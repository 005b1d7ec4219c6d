//! Per-screen view state.
//!
//! Screens own these values and pass them to rendering explicitly; nothing
//! here is shared or global.

use std::collections::HashSet;

use chrono::{Days, NaiveDateTime};

use crate::error::{GuideError, GuideResult};
use crate::event::DATE_FORMAT;
use crate::kv::KeyValueStore;

/// Key the pending undo is stored under, as a JSON string or `null`.
pub const UNDO_KEY: &str = "lastUnliked";

/// Which collapsible sections of a screen are open, by section key (a date,
/// a location, a category).
#[derive(Debug, Clone, Default, PartialEq, Eq)]
pub struct ExpandedSections {
    expanded: HashSet<String>,
}

impl ExpandedSections {
    /// The day view starts with tomorrow's section open.
    pub fn for_day_view(now: NaiveDateTime) -> Self {
        let mut sections = Self::default();
        if let Some(tomorrow) = now.date().checked_add_days(Days::new(1)) {
            sections.expand(&tomorrow.format(DATE_FORMAT).to_string());
        }
        sections
    }

    pub fn all<I, S>(keys: I) -> Self
    where
        I: IntoIterator<Item = S>,
        S: Into<String>,
    {
        ExpandedSections {
            expanded: keys.into_iter().map(Into::into).collect(),
        }
    }

    pub fn is_expanded(&self, key: &str) -> bool {
        self.expanded.contains(key)
    }

    pub fn expand(&mut self, key: &str) {
        self.expanded.insert(key.to_string());
    }

    /// Flip a section and return whether it is now open.
    pub fn toggle(&mut self, key: &str) -> bool {
        if self.expanded.remove(key) {
            false
        } else {
            self.expanded.insert(key.to_string());
            true
        }
    }

    /// "▼" for open sections, "▶" for closed ones.
    pub fn marker(&self, key: &str) -> &'static str {
        if self.is_expanded(key) { "▼" } else { "▶" }
    }
}

/// The event most recently unliked from the likes screen, so it can be
/// liked again.
#[derive(Debug, Clone, Default, PartialEq, Eq)]
pub struct UndoUnlike {
    last_removed: Option<String>,
}

impl UndoUnlike {
    /// Remember `id`, replacing any earlier removal.
    pub fn record(&mut self, id: &str) {
        self.last_removed = Some(id.to_string());
    }

    pub fn pending(&self) -> Option<&str> {
        self.last_removed.as_deref()
    }

    /// Take the id to re-like, clearing the undo.
    pub fn take(&mut self) -> Option<String> {
        self.last_removed.take()
    }

    pub fn dismiss(&mut self) {
        self.last_removed = None;
    }

    /// Load the pending undo left by an earlier run. A missing key means
    /// nothing to undo.
    pub async fn load<S: KeyValueStore>(kv: &S) -> GuideResult<Self> {
        let stored = kv
            .get(UNDO_KEY)
            .await
            .map_err(|e| GuideError::PersistenceRead(e.to_string()))?;

        let last_removed = match stored {
            Some(content) => serde_json::from_str(&content).map_err(|e| {
                GuideError::PersistenceRead(format!("corrupt {}: {}", UNDO_KEY, e))
            })?,
            None => None,
        };

        Ok(UndoUnlike { last_removed })
    }

    pub async fn save<S: KeyValueStore>(&self, kv: &S) -> GuideResult<()> {
        let content = serde_json::to_string(&self.last_removed)
            .map_err(|e| GuideError::PersistenceWrite(e.to_string()))?;
        kv.set(UNDO_KEY, &content)
            .await
            .map_err(|e| GuideError::PersistenceWrite(e.to_string()))
    }
}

• [REQUIRED ACTION]:
Go through the entries above and copy every line containing "KeyValueStore".

• [SOLUTION]:
use crate::kv::KeyValueStore;
    pub async fn load<S: KeyValueStore>(kv: &S) -> GuideResult<Self> {
    pub async fn save<S: KeyValueStore>(&self, kv: &S) -> GuideResult<()> {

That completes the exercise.